Der Tod Bin Ladens legitimiert nicht jede Intervention.
Der Massenmörder ist tot, und die Welt, jedenfalls die westliche, reagiert euphorisch. An Ground Zero jubeln Menschen, deren Leben am 11. September 2001 ein anderes wurde. US-Präsident Obama sieht Gerechtigkeit am Werk, Kanzlerin Merkel erkennt einen entscheidenden Schlag gegen al-Qaida und die Spitzen der EU, Barroso und Van Rompuy, erklären die Erde zu einem sichereren Ort.

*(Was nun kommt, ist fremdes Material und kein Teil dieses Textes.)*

//! HMAC-SHA256 Signatur fuer den Session-Handshake
//!
//! Signiert wird der String `callId:timestamp` mit einem gemeinsamen
//! Geheimnis. Die Signatur wird hex-kodiert uebertragen. Die Pruefung
//! vergleicht in konstanter Zeit (`ring::hmac::verify`).

use ring::hmac;

fn nachricht(call_id: &str, timestamp: i64) -> String {
    format!("{call_id}:{timestamp}")
}

/// Berechnet die hex-kodierte Signatur fuer `callId:timestamp`
pub fn signieren(geheimnis: &[u8], call_id: &str, timestamp: i64) -> String {
    let schluessel = hmac::Key::new(hmac::HMAC_SHA256, geheimnis);
    let tag = hmac::sign(&schluessel, nachricht(call_id, timestamp).as_bytes());
    hex::encode(tag.as_ref())
}

/// Prueft eine hex-kodierte Signatur in konstanter Zeit
pub fn pruefen(geheimnis: &[u8], call_id: &str, timestamp: i64, signatur: &str) -> bool {
    let bytes = match hex::decode(signatur) {
        Ok(bytes) => bytes,
        Err(_) => return false,
    };
    let schluessel = hmac::Key::new(hmac::HMAC_SHA256, geheimnis);
    hmac::verify(&schluessel, nachricht(call_id, timestamp).as_bytes(), &bytes).is_ok()
}

#[cfg(test)]
mod tests {
    use super::*;

    #[test]
    fn signatur_gueltig() {
        let sig = signieren(b"geheim", "c1", 1_700_000_000);
        assert_eq!(sig.len(), 64);
        assert!(pruefen(b"geheim", "c1", 1_700_000_000, &sig));
    }

    #[test]
    fn signatur_an_call_und_zeit_gebunden() {
        let sig = signieren(b"geheim", "c1", 1_700_000_000);
        assert!(!pruefen(b"geheim", "c2", 1_700_000_000, &sig));
        assert!(!pruefen(b"geheim", "c1", 1_700_000_001, &sig));
        assert!(!pruefen(b"anders", "c1", 1_700_000_000, &sig));
        assert!(!pruefen(b"geheim", "c1", 1_700_000_000, "kein-hex"));
    }
}
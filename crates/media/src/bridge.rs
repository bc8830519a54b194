//! Media-Bridge – RTP/UDP auf der Telefonie-Seite, Session-Uplink zum Gateway
//!
//! ## Architektur
//!
//! ```text
//! Telefonie-Gateway --RTP/UDP--> recv_from
//!                                   |
//!                                   v
//!                          RtpPacket::decode   (Fehler: zaehlen, weiter)
//!                                   |
//!                                   v
//!                AudioFrame::dekodieren (seq + ts aus dem Header) --> SessionUplink --> Gateway
//!
//! Gateway --tts.chunk--> PCM-Queue --20 ms Takt--> RtpEndpoint::paketieren --> send_to
//! ```
//!
//! Ein Leg laeuft in einem eigenen Task. Die Gegenstelle wird beim ersten
//! gueltigen Paket gelernt (symmetrisches RTP), sofern kein festes Ziel
//! konfiguriert ist.

use std::collections::VecDeque;
use std::net::SocketAddr;
use std::sync::atomic::{AtomicU64, Ordering};
use std::sync::Arc;
use std::time::Duration;

use callbridge_protocol::{codec, Codec, OutboundMessage, RtpPacket};
use serde::Deserialize;
use tokio::net::UdpSocket;
use tokio::sync::watch;
use tokio::task::JoinHandle;

use crate::error::{MediaError, MediaResult};
use crate::frame::AudioFrame;
use crate::rtp_endpoint::RtpEndpoint;
use crate::uplink::{SessionUplink, UplinkConfig};

/// Maximale UDP-Paketgroesse
const UDP_BUFFER_SIZE: usize = 1500;

// ---------------------------------------------------------------------------
// Konfiguration
// ---------------------------------------------------------------------------

/// Konfiguration der Media-Bridge
#[derive(Debug, Clone, Deserialize)]
#[serde(default)]
pub struct BridgeConfig {
    /// Lokale RTP-Adresse eines Legs (Port 0 = beliebig)
    pub bind_adresse: SocketAddr,
    /// Festes RTP-Ziel; ohne Angabe wird die Gegenstelle gelernt
    pub ziel: Option<SocketAddr>,
    /// Codec der ausgehenden Richtung
    pub codec: Codec,
    pub sample_rate: u32,
    pub frame_ms: u32,
    /// Payload-Type fuer linear16
    pub dynamischer_pt: u8,
    /// Maximal gepufferte Ausgabe-Frames
    pub max_ausgabe_frames: usize,
    pub uplink: UplinkConfig,
}

impl Default for BridgeConfig {
    fn default() -> Self {
        Self {
            bind_adresse: SocketAddr::from(([0, 0, 0, 0], 0)),
            ziel: None,
            codec: Codec::Mulaw,
            sample_rate: 8_000,
            frame_ms: 20,
            dynamischer_pt: 96,
            max_ausgabe_frames: 500,
            uplink: UplinkConfig::default(),
        }
    }
}

// ---------------------------------------------------------------------------
// Statistik
// ---------------------------------------------------------------------------

/// Zaehler der Bridge (ueber alle Legs)
#[derive(Debug, Default)]
pub struct BridgeStatistik {
    pub pakete_empfangen: AtomicU64,
    pub pakete_gesendet: AtomicU64,
    /// Ungueltige RTP-Pakete oder unbekannter Payload-Type
    pub pakete_verworfen: AtomicU64,
    pub dekodierfehler: AtomicU64,
    /// Wegen voller Uplink-Queue verworfene Frames
    pub uplink_verworfen: AtomicU64,
}

impl BridgeStatistik {
    fn zaehlen(zaehler: &AtomicU64) {
        zaehler.fetch_add(1, Ordering::Relaxed);
    }

    pub fn snapshot(&self) -> BridgeSnapshot {
        BridgeSnapshot {
            pakete_empfangen: self.pakete_empfangen.load(Ordering::Relaxed),
            pakete_gesendet: self.pakete_gesendet.load(Ordering::Relaxed),
            pakete_verworfen: self.pakete_verworfen.load(Ordering::Relaxed),
            dekodierfehler: self.dekodierfehler.load(Ordering::Relaxed),
            uplink_verworfen: self.uplink_verworfen.load(Ordering::Relaxed),
        }
    }
}

#[derive(Debug, Clone, Copy, Default, PartialEq, Eq)]
pub struct BridgeSnapshot {
    pub pakete_empfangen: u64,
    pub pakete_gesendet: u64,
    pub pakete_verworfen: u64,
    pub dekodierfehler: u64,
    pub uplink_verworfen: u64,
}

// ---------------------------------------------------------------------------
// MediaBridge
// ---------------------------------------------------------------------------

/// Erzeugt Media-Legs
#[derive(Clone)]
pub struct MediaBridge {
    config: BridgeConfig,
    statistik: Arc<BridgeStatistik>,
}

/// Handle auf ein laufendes Leg
pub struct LegHandle {
    pub lokale_adresse: SocketAddr,
    pub task: JoinHandle<MediaResult<()>>,
}

impl MediaBridge {
    pub fn neu(config: BridgeConfig) -> Self {
        Self {
            config,
            statistik: Arc::new(BridgeStatistik::default()),
        }
    }

    pub fn statistik(&self) -> Arc<BridgeStatistik> {
        Arc::clone(&self.statistik)
    }

    /// Oeffnet ein Leg: bindet den UDP-Socket, startet Uplink und Leg-Task
    pub async fn leg_starten(
        &self,
        call_id: String,
        shutdown: watch::Receiver<bool>,
    ) -> MediaResult<LegHandle> {
        let socket = UdpSocket::bind(self.config.bind_adresse).await?;
        let lokale_adresse = socket.local_addr()?;
        let platzhalter = SocketAddr::from(([0, 0, 0, 0], 0));
        let endpunkt = RtpEndpoint::neu(
            self.config.ziel.unwrap_or(platzhalter),
            self.config.codec,
            self.config.dynamischer_pt,
        )?;

        tracing::info!(
            call_id = %call_id,
            addr = %lokale_adresse,
            ssrc = endpunkt.ssrc(),
            "Media-Leg geoeffnet"
        );

        let leg = Leg {
            config: self.config.clone(),
            statistik: Arc::clone(&self.statistik),
            socket,
            endpunkt,
            ziel_bekannt: self.config.ziel.is_some(),
            ausgabe: VecDeque::new(),
            call_id,
        };
        let task = tokio::spawn(leg.laufen(shutdown));
        Ok(LegHandle {
            lokale_adresse,
            task,
        })
    }
}

// ---------------------------------------------------------------------------
// Leg
// ---------------------------------------------------------------------------

struct Leg {
    config: BridgeConfig,
    statistik: Arc<BridgeStatistik>,
    socket: UdpSocket,
    endpunkt: RtpEndpoint,
    ziel_bekannt: bool,
    /// PCM-Frames fuer die Telefonie-Seite
    ausgabe: VecDeque<Vec<i16>>,
    call_id: String,
}

impl Leg {
    async fn laufen(mut self, mut shutdown: watch::Receiver<bool>) -> MediaResult<()> {
        let (uplink, mut nachrichten) =
            SessionUplink::starten(self.config.uplink.clone(), self.call_id.clone());
        let mut takt =
            tokio::time::interval(Duration::from_millis(self.config.frame_ms.max(1) as u64));
        takt.set_missed_tick_behavior(tokio::time::MissedTickBehavior::Skip);
        let mut buf = [0u8; UDP_BUFFER_SIZE];

        loop {
            tokio::select! {
                _ = shutdown.changed() => {
                    tracing::debug!(call_id = %self.call_id, "Leg: Shutdown");
                    break;
                }
                empfangen = self.socket.recv_from(&mut buf) => {
                    let (laenge, absender) = match empfangen {
                        Ok(e) => e,
                        Err(e) => {
                            tracing::warn!(call_id = %self.call_id, fehler = %e, "UDP-Empfangsfehler");
                            continue;
                        }
                    };
                    if let Some(frame) = self.paket_verarbeiten(&buf[..laenge], absender) {
                        if !uplink.audio_senden(frame) {
                            BridgeStatistik::zaehlen(&self.statistik.uplink_verworfen);
                        }
                    }
                }
                nachricht = nachrichten.recv() => match nachricht {
                    Some(OutboundMessage::End { reason }) => {
                        tracing::info!(call_id = %self.call_id, grund = %reason, "Session beendet, Leg schliesst");
                        break;
                    }
                    Some(n) => self.nachricht_verarbeiten(n),
                    None => {
                        tracing::debug!(call_id = %self.call_id, "Uplink beendet");
                        break;
                    }
                },
                _ = takt.tick() => {
                    self.frame_senden().await;
                }
            }
        }

        let ergebnis = uplink.beenden().await;
        if let Err(e) = &ergebnis {
            tracing::warn!(call_id = %self.call_id, fehler = %e, "Uplink mit Fehler beendet");
        }
        tracing::info!(call_id = %self.call_id, "Media-Leg geschlossen");
        match ergebnis {
            Err(e @ (MediaError::Abgelehnt { .. } | MediaError::VersucheErschoepft(_))) => Err(e),
            _ => Ok(()),
        }
    }

    /// Parst ein RTP-Paket und dekodiert es zu einem Frame
    ///
    /// Umsortieren und Verdecken uebernimmt der Jitter Buffer der Session.
    fn paket_verarbeiten(&mut self, daten: &[u8], absender: SocketAddr) -> Option<AudioFrame> {
        BridgeStatistik::zaehlen(&self.statistik.pakete_empfangen);

        let paket = match RtpPacket::decode(daten) {
            Ok(p) => p,
            Err(e) => {
                BridgeStatistik::zaehlen(&self.statistik.pakete_verworfen);
                tracing::trace!(peer = %absender, fehler = %e, "Ungueltiges RTP-Paket verworfen");
                return None;
            }
        };

        let Some(codec) =
            Codec::aus_payload_type(paket.header.payload_type, self.config.dynamischer_pt)
        else {
            BridgeStatistik::zaehlen(&self.statistik.pakete_verworfen);
            tracing::trace!(pt = paket.header.payload_type, "Unbekannter Payload-Type");
            return None;
        };

        if !self.ziel_bekannt {
            self.endpunkt.ziel_setzen(absender);
            self.ziel_bekannt = true;
            tracing::debug!(call_id = %self.call_id, ziel = %absender, "RTP-Gegenstelle gelernt");
        }

        match AudioFrame::dekodieren(
            paket.header.sequence,
            paket.header.timestamp,
            codec,
            self.config.sample_rate,
            paket.payload,
        ) {
            Ok(frame) => Some(frame),
            Err(e) => {
                BridgeStatistik::zaehlen(&self.statistik.dekodierfehler);
                tracing::trace!(fehler = %e, "RTP-Payload nicht dekodierbar");
                None
            }
        }
    }

    fn nachricht_verarbeiten(&mut self, nachricht: OutboundMessage) {
        match &nachricht {
            OutboundMessage::TtsChunk { turn, .. } => {
                let Some(pcm) = nachricht.tts_pcm() else {
                    tracing::debug!(turn, "tts.chunk nicht dekodierbar");
                    return;
                };
                let pro_frame =
                    codec::samples_pro_frame(self.config.sample_rate, self.config.frame_ms).max(1);
                for chunk in pcm.chunks(pro_frame) {
                    if self.ausgabe.len() >= self.config.max_ausgabe_frames {
                        self.ausgabe.pop_front();
                    }
                    let mut frame = chunk.to_vec();
                    frame.resize(pro_frame, 0);
                    self.ausgabe.push_back(frame);
                }
            }
            OutboundMessage::ControlBargein { turn } => {
                tracing::debug!(call_id = %self.call_id, turn, verworfen = self.ausgabe.len(), "Barge-in: Ausgabe geleert");
                self.ausgabe.clear();
            }
            OutboundMessage::DtmfSend { digits, method } => {
                tracing::info!(call_id = %self.call_id, digits = %digits, methode = ?method, "DTMF an Telefonie-Leg");
            }
            OutboundMessage::Transfer { to, mode } => {
                tracing::info!(call_id = %self.call_id, ziel = %to, modus = ?mode, "Transfer an Telefonie-Leg");
            }
            andere => {
                tracing::trace!(typ = andere.typ(), "Gateway-Nachricht ohne Media-Bezug");
            }
        }
    }

    async fn frame_senden(&mut self) {
        if !self.ziel_bekannt {
            return;
        }
        let Some(frame) = self.ausgabe.pop_front() else {
            return;
        };
        let paket = self.endpunkt.paketieren(&frame);
        match self.socket.send_to(&paket, self.endpunkt.ziel()).await {
            Ok(_) => BridgeStatistik::zaehlen(&self.statistik.pakete_gesendet),
            Err(e) => {
                tracing::warn!(fehler = %e, ziel = %self.endpunkt.ziel(), "UDP-Sendefehler");
            }
        }
    }
}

Bin Ladens Ende ist ein doppelter Erfolg: für das amerikanische Militär, das den Terrorführer nach zehn Jahren doch noch aufspürte. Und für Obama, der einlöste, was Vorgänger Bush versprach: Wer Amerika angreift, wird dafür bezahlen. Der archaische Akt könnte Obama davor bewahren, als schwacher Präsident in die Geschichte der Vereinigten Staaten einzugehen.
Die Genugtuung darf aber nicht zu falschen Schlüssen verleiten. Al-Qaida bleibt fähig, Schrecken zu verbreiten - auch in Deutschland und erst recht in Afghanistan, wo sich die Bundeswehr um Stabilität bemüht.
Bin Laden war eine Leitfigur, die ihre Mitstreiter inspirierte. Die Planung von Anschlägen übernehmen längst andere: regionale Suborganisationen des Netzwerks oder einzelne Terrorzellen. Manche werden versuchen, ihren Führer zu rächen. Die Annahme, Deutschland hätte Grund, seine Terrorgesetze zu lockern, ist daher naiv. Bin Ladens Tod erleichtert auch nicht die Aufgabe, die Rückverwandlung Afghanistans in eine Operationsbasis für den internationalen Terrorismus zu verhindern. Die Mission am Hindukusch ist noch lange nicht erfüllt.
Fatal wäre, wenn die Euphorie über die erfolgreiche Militäraktion in neue Machbarkeitsfantasien mündete, wie sie vor dem Irakkrieg 2003 das Handeln der USA und wichtiger Verbündeter bestimmten. Das Ergebnis des Feldzugs: Ein grausamer Diktator verschwand, doch gelang es al-Qaida, im Irak eine Basis zu errichten. Ähnliches befürchten Sicherheitsbehörden für Libyen, wo die Nato - in eigenwilliger Interpretation des Uno-Mandats - offenbar den Enthauptungsschlag gegen Gaddafi versucht. Syrien, auch dort geht ein Diktator brutal gegen das eigene Volk vor, könnte als Nächstes ins Visier einer Koalition der Willigen rücken.
Besonnenheit ist gefragt. Fehlgeleitete Interventionen können dem Kampf gegen den internationalen Terrorismus weit mehr schaden, als der Tod Bin Ladens ihm zu nutzen vermag.